In what sense, knowing the breadth and depth of a universe of uncountable stars, creatures, societies, and civilizations that have risen and disappeared over millions of years, do we humans regard ourselves as "magnificent?" What makes us more than just another evolutionary stage in the line of hominids? Why should all creation groan as it awaits the revealing of who humans can truly be? As Richard Feynman noted, "The stage is too big for the drama."
AI sharpens these questions by placing before us what appears to be an alien mind, equal to or surpassing our own, but unaccounted for by our theological models of reality.
We have the resources to address these questions from within scripture and our theological traditions. The Christian encounter with non-Christian religions has already required a shift away from traditional soteriology to a theology of God's providence that includes but isn't limited to the saving work of Christ.
Scripture and tradition also give us a basis for continually reevaluating what it means to be human. Paul's letters alone provide a rich resource for exploring the nature of our humanity. Absolutist descriptions of humanity are already interrogated by the assertion that humans will be totally transformed in a twinkling of an eye. Paul’s assertion that humanity can be re-embodied even as it puts off the flesh brings a central claim about the resurrection into relation with what it means to be post, or possibly transhuman.
An ethic based in God’s intention to not only preserve but transform creation can address the transformations both imagined and real in an AI age critically.
AI is changing everything. Before we resolved the challenge of modernity we are now faced with the AI age. It is happening far more rapidly that any cultural change in human history. We barely glimpsed it a dozen years ago, and now we are swept up in it, "as in the days of Noah."
At least for a time standing on the solid rock isn't an option. That rock is fathoms beneath us and receding into the depths. Fortunately, our Savior also favors boats, and as Mark (4:26) points out, ours is not the only one on this tumultuous sea.
Accompanied by Christ, and our fellow humans of many faiths, those of us in theological education can and must offer a transformed and transformative vision for what it means to be human, even in an AI age.

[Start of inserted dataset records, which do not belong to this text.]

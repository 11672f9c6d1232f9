//! Core domain types for the CarbonBOM decomposition tree.

use chrono::{DateTime, Utc};
use serde::{Deserialize, Serialize};
use uuid::Uuid;

// ---------------------------------------------------------------------------
// Identifiers
// ---------------------------------------------------------------------------

/// A UUID v7 wrapper for node identifiers (time-sortable).
#[derive(Debug, Clone, Copy, PartialEq, Eq, Hash, Serialize, Deserialize)]
#[serde(transparent)]
pub struct NodeId(pub Uuid);

impl NodeId {
    /// Generate a new time-sortable node identifier.
    pub fn new() -> Self {
        Self(Uuid::now_v7())
    }
}

impl Default for NodeId {
    fn default() -> Self {
        Self::new()
    }
}

impl std::fmt::Display for NodeId {
    fn fmt(&self, f: &mut std::fmt::Formatter<'_>) -> std::fmt::Result {
        write!(f, "{}", self.0)
    }
}

impl std::str::FromStr for NodeId {
    type Err = uuid::Error;

    fn from_str(s: &str) -> std::result::Result<Self, Self::Err> {
        Ok(Self(Uuid::parse_str(s)?))
    }
}

/// A UUID v7 wrapper identifying one decomposition tree (one root product run).
#[derive(Debug, Clone, Copy, PartialEq, Eq, Hash, Serialize, Deserialize)]
#[serde(transparent)]
pub struct TreeId(pub Uuid);

impl TreeId {
    /// Generate a new time-sortable tree identifier.
    pub fn new() -> Self {
        Self(Uuid::now_v7())
    }
}

impl Default for TreeId {
    fn default() -> Self {
        Self::new()
    }
}

impl std::fmt::Display for TreeId {
    fn fmt(&self, f: &mut std::fmt::Formatter<'_>) -> std::fmt::Result {
        write!(f, "{}", self.0)
    }
}

impl std::str::FromStr for TreeId {
    type Err = uuid::Error;

    fn from_str(s: &str) -> std::result::Result<Self, Self::Err> {
        Ok(Self(Uuid::parse_str(s)?))
    }
}

// ---------------------------------------------------------------------------
// MassUnit
// ---------------------------------------------------------------------------

/// Mass units accepted from oracle replies.
///
/// The gram-conversion table is deliberate policy, kept in one place so it
/// can be extended without touching the parsers.
#[derive(Debug, Clone, Copy, PartialEq, Eq, Serialize, Deserialize)]
#[serde(rename_all = "lowercase")]
pub enum MassUnit {
    Mg,
    G,
    Kg,
    T,
    Lb,
    Oz,
}

impl MassUnit {
    /// Parse a unit token (case-insensitive, `lbs` accepted for `lb`).
    pub fn parse(s: &str) -> Option<Self> {
        match s.trim().to_ascii_lowercase().as_str() {
            "mg" => Some(Self::Mg),
            "g" => Some(Self::G),
            "kg" => Some(Self::Kg),
            "t" | "tonne" | "tonnes" => Some(Self::T),
            "lb" | "lbs" => Some(Self::Lb),
            "oz" => Some(Self::Oz),
            _ => None,
        }
    }

    /// Canonical token for storage.
    pub fn as_str(&self) -> &'static str {
        match self {
            Self::Mg => "mg",
            Self::G => "g",
            Self::Kg => "kg",
            Self::T => "t",
            Self::Lb => "lb",
            Self::Oz => "oz",
        }
    }

    /// Convert a mass in this unit to grams.
    pub fn to_grams(&self, mass: f64) -> f64 {
        match self {
            Self::Mg => mass / 1000.0,
            Self::G => mass,
            Self::Kg => mass * 1000.0,
            Self::T => mass * 1_000_000.0,
            Self::Lb => mass * 453.592,
            Self::Oz => mass * 28.3495,
        }
    }
}

// ---------------------------------------------------------------------------
// Node status & progress flags
// ---------------------------------------------------------------------------

/// Explicit per-node workflow state, stored as a single column.
///
/// The boolean progress flags below remain the unit the convergence poller
/// counts; this enum is the authoritative state machine view.
#[derive(Debug, Clone, Copy, PartialEq, Eq, Serialize, Deserialize)]
#[serde(rename_all = "snake_case")]
pub enum NodeStatus {
    Created,
    Decomposed,
    Deduped,
    Enriching,
    Converged,
    Recursing,
    Terminal,
}

impl NodeStatus {
    /// Canonical token for storage.
    pub fn as_str(&self) -> &'static str {
        match self {
            Self::Created => "created",
            Self::Decomposed => "decomposed",
            Self::Deduped => "deduped",
            Self::Enriching => "enriching",
            Self::Converged => "converged",
            Self::Recursing => "recursing",
            Self::Terminal => "terminal",
        }
    }

    /// Parse the storage token.
    pub fn parse(s: &str) -> Option<Self> {
        match s {
            "created" => Some(Self::Created),
            "decomposed" => Some(Self::Decomposed),
            "deduped" => Some(Self::Deduped),
            "enriching" => Some(Self::Enriching),
            "converged" => Some(Self::Converged),
            "recursing" => Some(Self::Recursing),
            "terminal" => Some(Self::Terminal),
            _ => None,
        }
    }
}

/// One enrichment sub-task's completion flag.
#[derive(Debug, Clone, Copy, PartialEq, Eq, Hash)]
pub enum ProgressFlag {
    Supplier,
    Mass,
    Address,
    Transport,
    Emissions,
    Decomposition,
    Enrichment,
}

impl ProgressFlag {
    /// Column name in the node store.
    pub fn column(&self) -> &'static str {
        match self {
            Self::Supplier => "supplier_done",
            Self::Mass => "mass_done",
            Self::Address => "address_done",
            Self::Transport => "transport_done",
            Self::Emissions => "emissions_done",
            Self::Decomposition => "decomposition_done",
            Self::Enrichment => "enrichment_done",
        }
    }

    /// The per-node flags the convergence poller counts across a tier.
    pub fn tracked() -> [ProgressFlag; 5] {
        [
            Self::Supplier,
            Self::Mass,
            Self::Address,
            Self::Transport,
            Self::Emissions,
        ]
    }
}

/// Per-node completion flags. Monotonic: once set, a flag is never cleared
/// except by an explicit reprocessing request.
#[derive(Debug, Clone, Copy, Default, PartialEq, Eq, Serialize, Deserialize)]
pub struct ProgressFlags {
    pub supplier_done: bool,
    pub mass_done: bool,
    pub address_done: bool,
    pub transport_done: bool,
    pub emissions_done: bool,
    pub decomposition_done: bool,
    pub enrichment_done: bool,
}

impl ProgressFlags {
    /// Read a single flag.
    pub fn get(&self, flag: ProgressFlag) -> bool {
        match flag {
            ProgressFlag::Supplier => self.supplier_done,
            ProgressFlag::Mass => self.mass_done,
            ProgressFlag::Address => self.address_done,
            ProgressFlag::Transport => self.transport_done,
            ProgressFlag::Emissions => self.emissions_done,
            ProgressFlag::Decomposition => self.decomposition_done,
            ProgressFlag::Enrichment => self.enrichment_done,
        }
    }

    /// Set a single flag (monotonic).
    pub fn set(&mut self, flag: ProgressFlag) {
        match flag {
            ProgressFlag::Supplier => self.supplier_done = true,
            ProgressFlag::Mass => self.mass_done = true,
            ProgressFlag::Address => self.address_done = true,
            ProgressFlag::Transport => self.transport_done = true,
            ProgressFlag::Emissions => self.emissions_done = true,
            ProgressFlag::Decomposition => self.decomposition_done = true,
            ProgressFlag::Enrichment => self.enrichment_done = true,
        }
    }

    /// True when every tracked enrichment flag is set.
    pub fn all_tracked(&self) -> bool {
        ProgressFlag::tracked().iter().all(|f| self.get(*f))
    }
}

// ---------------------------------------------------------------------------
// Node
// ---------------------------------------------------------------------------

/// One product or material in the decomposition tree — the unit of work.
#[derive(Debug, Clone, Serialize, Deserialize)]
pub struct Node {
    /// Unique node identifier (UUID v7; creation-ordered).
    pub id: NodeId,
    /// Owning decomposition tree.
    pub tree_id: TreeId,
    /// Material or product name.
    pub name: String,
    /// Depth in the tree (0 = root product).
    pub tier: u32,
    /// Parent node; `None` only for the tier-0 root.
    pub parent_id: Option<NodeId>,
    /// Denormalized ancestry string, immutable once set. Used verbatim as
    /// oracle context; never recomputed when an ancestor changes.
    pub chain_summary: String,
    /// Free-text description from elicitation.
    #[serde(default, skip_serializing_if = "Option::is_none")]
    pub description: Option<String>,

    // Physical attributes, filled by enrichment.
    #[serde(default, skip_serializing_if = "Option::is_none")]
    pub mass: Option<f64>,
    #[serde(default, skip_serializing_if = "Option::is_none")]
    pub mass_unit: Option<MassUnit>,
    /// True when the mass came from the estimation fallback.
    #[serde(default)]
    pub mass_estimated: bool,
    /// Justification text required by the estimation fallback.
    #[serde(default, skip_serializing_if = "Option::is_none")]
    pub mass_reasoning: Option<String>,
    #[serde(default, skip_serializing_if = "Option::is_none")]
    pub supplier_name: Option<String>,
    /// Suppliers merged off dedup losers (set union, no duplicates).
    #[serde(default, skip_serializing_if = "Vec::is_empty")]
    pub alt_suppliers: Vec<String>,
    /// Preferred over `country_of_origin` when both are present.
    #[serde(default, skip_serializing_if = "Option::is_none")]
    pub supplier_address: Option<String>,
    #[serde(default, skip_serializing_if = "Option::is_none")]
    pub country_of_origin: Option<String>,
    /// True when the origin was inferred rather than sourced.
    #[serde(default)]
    pub origin_estimated: bool,

    // Classification.
    /// No further decomposition below this node.
    #[serde(default)]
    pub is_terminal: bool,
    /// Software/service component — exempt from mass/transport enrichment.
    #[serde(default)]
    pub is_intangible: bool,

    /// Workflow state machine position.
    pub status: NodeStatus,
    /// Derived/legacy completion-flag view; the poller counts these.
    #[serde(default)]
    pub flags: ProgressFlags,

    // Derived metrics (kgCO2e).
    /// Own production contribution.
    #[serde(default)]
    pub estimated_emissions: f64,
    /// Transport leg contribution. Zero for intangible nodes.
    #[serde(default)]
    pub transport_emissions: f64,
    /// Own + descendants; maintained exclusively by atomic increments.
    #[serde(default)]
    pub full_emissions: f64,
    #[serde(default, skip_serializing_if = "Option::is_none")]
    pub pct_of_parent_mass: Option<f64>,
    #[serde(default, skip_serializing_if = "Option::is_none")]
    pub pct_of_parent_emissions: Option<f64>,

    /// Creation time — the dedup sort key.
    pub created_at: DateTime<Utc>,
    pub updated_at: DateTime<Utc>,
}

impl Node {
    /// Create a tier-0 root product node.
    pub fn root(tree_id: TreeId, name: impl Into<String>) -> Self {
        let name = name.into();
        let now = Utc::now();
        Self {
            id: NodeId::new(),
            tree_id,
            chain_summary: name.clone(),
            name,
            tier: 0,
            parent_id: None,
            description: None,
            mass: None,
            mass_unit: None,
            mass_estimated: false,
            mass_reasoning: None,
            supplier_name: None,
            alt_suppliers: Vec::new(),
            supplier_address: None,
            country_of_origin: None,
            origin_estimated: false,
            is_terminal: false,
            is_intangible: false,
            status: NodeStatus::Created,
            flags: ProgressFlags::default(),
            estimated_emissions: 0.0,
            transport_emissions: 0.0,
            full_emissions: 0.0,
            pct_of_parent_mass: None,
            pct_of_parent_emissions: None,
            created_at: now,
            updated_at: now,
        }
    }

    /// Create a child node under `parent` from one elicited BOM line.
    ///
    /// The chain summary concatenates the parent chain, parent context
    /// (supplier, address-or-origin, mass), and the item name.
    pub fn child_of(parent: &Node, item: &BomItem) -> Self {
        let mut node = Self::root(parent.tree_id, item.name.clone());
        node.tier = parent.tier + 1;
        node.parent_id = Some(parent.id);
        node.chain_summary = chain_summary_for_child(parent, &item.name);
        node.description = item.description.clone();
        node.supplier_name = item.supplier.clone();
        node.mass = item.mass;
        node.mass_unit = item.unit;
        // A supplier elicited alongside the BOM line counts as resolved.
        node.flags.supplier_done = node.supplier_name.is_some();
        node
    }

    /// Mass in grams, when both value and unit are known.
    pub fn mass_grams(&self) -> Option<f64> {
        match (self.mass, self.mass_unit) {
            (Some(m), Some(u)) => Some(u.to_grams(m)),
            _ => None,
        }
    }
}

/// Build the denormalized ancestry string for a new child.
pub fn chain_summary_for_child(parent: &Node, child_name: &str) -> String {
    let mut context = Vec::new();
    if let Some(supplier) = &parent.supplier_name {
        context.push(format!("[Supplier: {supplier}]"));
    }
    if let Some(address) = &parent.supplier_address {
        context.push(format!("[Supplier Address: {address}]"));
    } else if let Some(origin) = &parent.country_of_origin {
        if parent.origin_estimated {
            context.push(format!("[Estimated Country of Origin: {origin}]"));
        } else {
            context.push(format!("[Country of Origin: {origin}]"));
        }
    }
    if let (Some(mass), Some(unit)) = (parent.mass, parent.mass_unit) {
        context.push(format!("[Mass: {mass}{}]", unit.as_str()));
    }

    if context.is_empty() {
        format!("{} -> {}", parent.chain_summary, child_name)
    } else {
        format!(
            "{} {} -> {}",
            parent.chain_summary,
            context.join(" "),
            child_name
        )
    }
}

// ---------------------------------------------------------------------------
// BomItem & Verdict
// ---------------------------------------------------------------------------

/// One elicited bill-of-materials line, addressed by the index the oracle
/// assigned. Indices are never renumbered so the verification pass can
/// target items deterministically.
#[derive(Debug, Clone, PartialEq, Serialize, Deserialize)]
pub struct BomItem {
    pub index: u32,
    pub name: String,
    #[serde(default, skip_serializing_if = "Option::is_none")]
    pub supplier: Option<String>,
    #[serde(default, skip_serializing_if = "Option::is_none")]
    pub description: Option<String>,
    #[serde(default, skip_serializing_if = "Option::is_none")]
    pub mass: Option<f64>,
    #[serde(default, skip_serializing_if = "Option::is_none")]
    pub unit: Option<MassUnit>,
}

/// Terminal-classification verdict for one node.
#[derive(Debug, Clone, Copy, PartialEq, Eq)]
pub enum Verdict {
    /// Keep decomposing.
    Continue,
    /// No further decomposition.
    Terminal,
    /// Software/service — terminal and exempt from physical enrichment.
    Intangible,
}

This will require, above all else, fostering distinctly human communities where human expression and relationships are of paramount value. It will require communities focused on distinctly human values rather than those of the machine age or the post-humanist reduction of mind to intelligence and intelligence to computation. Pedagogy, which too often isolates the intellect from the whole person, will need to be revised to foster fuller human engagement with reality. Aspects of community life such as worship, spiritual formation, and service to the wider human community must move from the periphery to the center. And as knowledge, expertise, and reasoning become commodified in the AI age, our learning communities will need to return to their original intention, the formation of humans to serve humanity. When this happens, then that will change everything.